Collected data entries:
++++

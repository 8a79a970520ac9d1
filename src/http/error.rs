//! HTTP error handling and response types.
//!
//! Business failures are rendered as the frontend envelope with HTTP 200,
//! matching the contract of the original app: the UI switches on the
//! `success` flag, not the status code.

use axum::{
    response::{IntoResponse, Response},
    Json,
};

use super::dto::Envelope;
use crate::cloudbeds::ApiClientError;

/// Application error type for HTTP handlers.
#[derive(Debug)]
pub enum AppError {
    /// Invalid or missing request parameter.
    BadRequest(String),
    /// Credentials absent or blank in the local config.
    MissingCredentials(String),
    /// Vendor API call failed; the classified message goes out as-is.
    Vendor(ApiClientError),
    /// Vendor API call failed; `context` says which fetch.
    Upstream {
        context: String,
        source: ApiClientError,
    },
    /// Anything else (config persistence, serialization).
    Internal(String),
}

impl AppError {
    pub fn upstream(context: impl Into<String>, source: ApiClientError) -> Self {
        AppError::Upstream {
            context: context.into(),
            source,
        }
    }
}

impl IntoResponse for AppError {
    fn into_response(self) -> Response {
        let message = match self {
            AppError::BadRequest(msg) => msg,
            AppError::MissingCredentials(msg) => msg,
            AppError::Vendor(source) => source.to_string(),
            AppError::Upstream { context, source } => format!("{}: {}", context, source),
            AppError::Internal(msg) => msg,
        };
        Json(Envelope::<()>::err(message)).into_response()
    }
}

impl From<ApiClientError> for AppError {
    fn from(err: ApiClientError) -> Self {
        AppError::Vendor(err)
    }
}

impl From<anyhow::Error> for AppError {
    fn from(err: anyhow::Error) -> Self {
        AppError::Internal(err.to_string())
    }
}
//! Application state for the HTTP server.

use std::sync::Arc;

use crate::cloudbeds::CloudbedsClient;
use crate::config::ConfigStore;

/// Shared application state passed to all handlers.
#[derive(Clone)]
pub struct AppState {
    /// Vendor API client, shared across requests.
    pub client: Arc<CloudbedsClient>,
    /// Handle to the local credentials file.
    pub config: ConfigStore,
}

impl AppState {
    pub fn new(client: Arc<CloudbedsClient>, config: ConfigStore) -> Self {
        Self { client, config }
    }
}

++++

_WHAT IS REQUIRED_.
After reading the records above, transcribe them verbatim.

_EXERCISE RESULT_.
repository 8a79a970520ac9d1
filename src/http/error.rs
//! HTTP error handling and response types.
//!
//! Business failures are rendered as the frontend envelope with HTTP 200,
//! matching the contract of the original app: the UI switches on the
//! `success` flag, not the status code.

use axum::{
    response::{IntoResponse, Response},
    Json,
};

use super::dto::Envelope;
use crate::cloudbeds::ApiClientError;

/// Application error type for HTTP handlers.
#[derive(Debug)]
pub enum AppError {
    /// Invalid or missing request parameter.
    BadRequest(String),
    /// Credentials absent or blank in the local config.
    MissingCredentials(String),
    /// Vendor API call failed; the classified message goes out as-is.
    Vendor(ApiClientError),
    /// Vendor API call failed; `context` says which fetch.
    Upstream {
        context: String,
        source: ApiClientError,
    },
    /// Anything else (config persistence, serialization).
    Internal(String),
}

impl AppError {
    pub fn upstream(context: impl Into<String>, source: ApiClientError) -> Self {
        AppError::Upstream {
            context: context.into(),
            source,
        }
    }
}

impl IntoResponse for AppError {
    fn into_response(self) -> Response {
        let message = match self {
            AppError::BadRequest(msg) => msg,
            AppError::MissingCredentials(msg) => msg,
            AppError::Vendor(source) => source.to_string(),
            AppError::Upstream { context, source } => format!("{}: {}", context, source),
            AppError::Internal(msg) => msg,
        };
        Json(Envelope::<()>::err(message)).into_response()
    }
}

impl From<ApiClientError> for AppError {
    fn from(err: ApiClientError) -> Self {
        AppError::Vendor(err)
    }
}

impl From<anyhow::Error> for AppError {
    fn from(err: anyhow::Error) -> Self {
        AppError::Internal(err.to_string())
    }
}
//! Application state for the HTTP server.

use std::sync::Arc;

use crate::cloudbeds::CloudbedsClient;
use crate::config::ConfigStore;

/// Shared application state passed to all handlers.
#[derive(Clone)]
pub struct AppState {
    /// Vendor API client, shared across requests.
    pub client: Arc<CloudbedsClient>,
    /// Handle to the local credentials file.
    pub config: ConfigStore,
}

impl AppState {
    pub fn new(client: Arc<CloudbedsClient>, config: ConfigStore) -> Self {
        Self { client, config }
    }
}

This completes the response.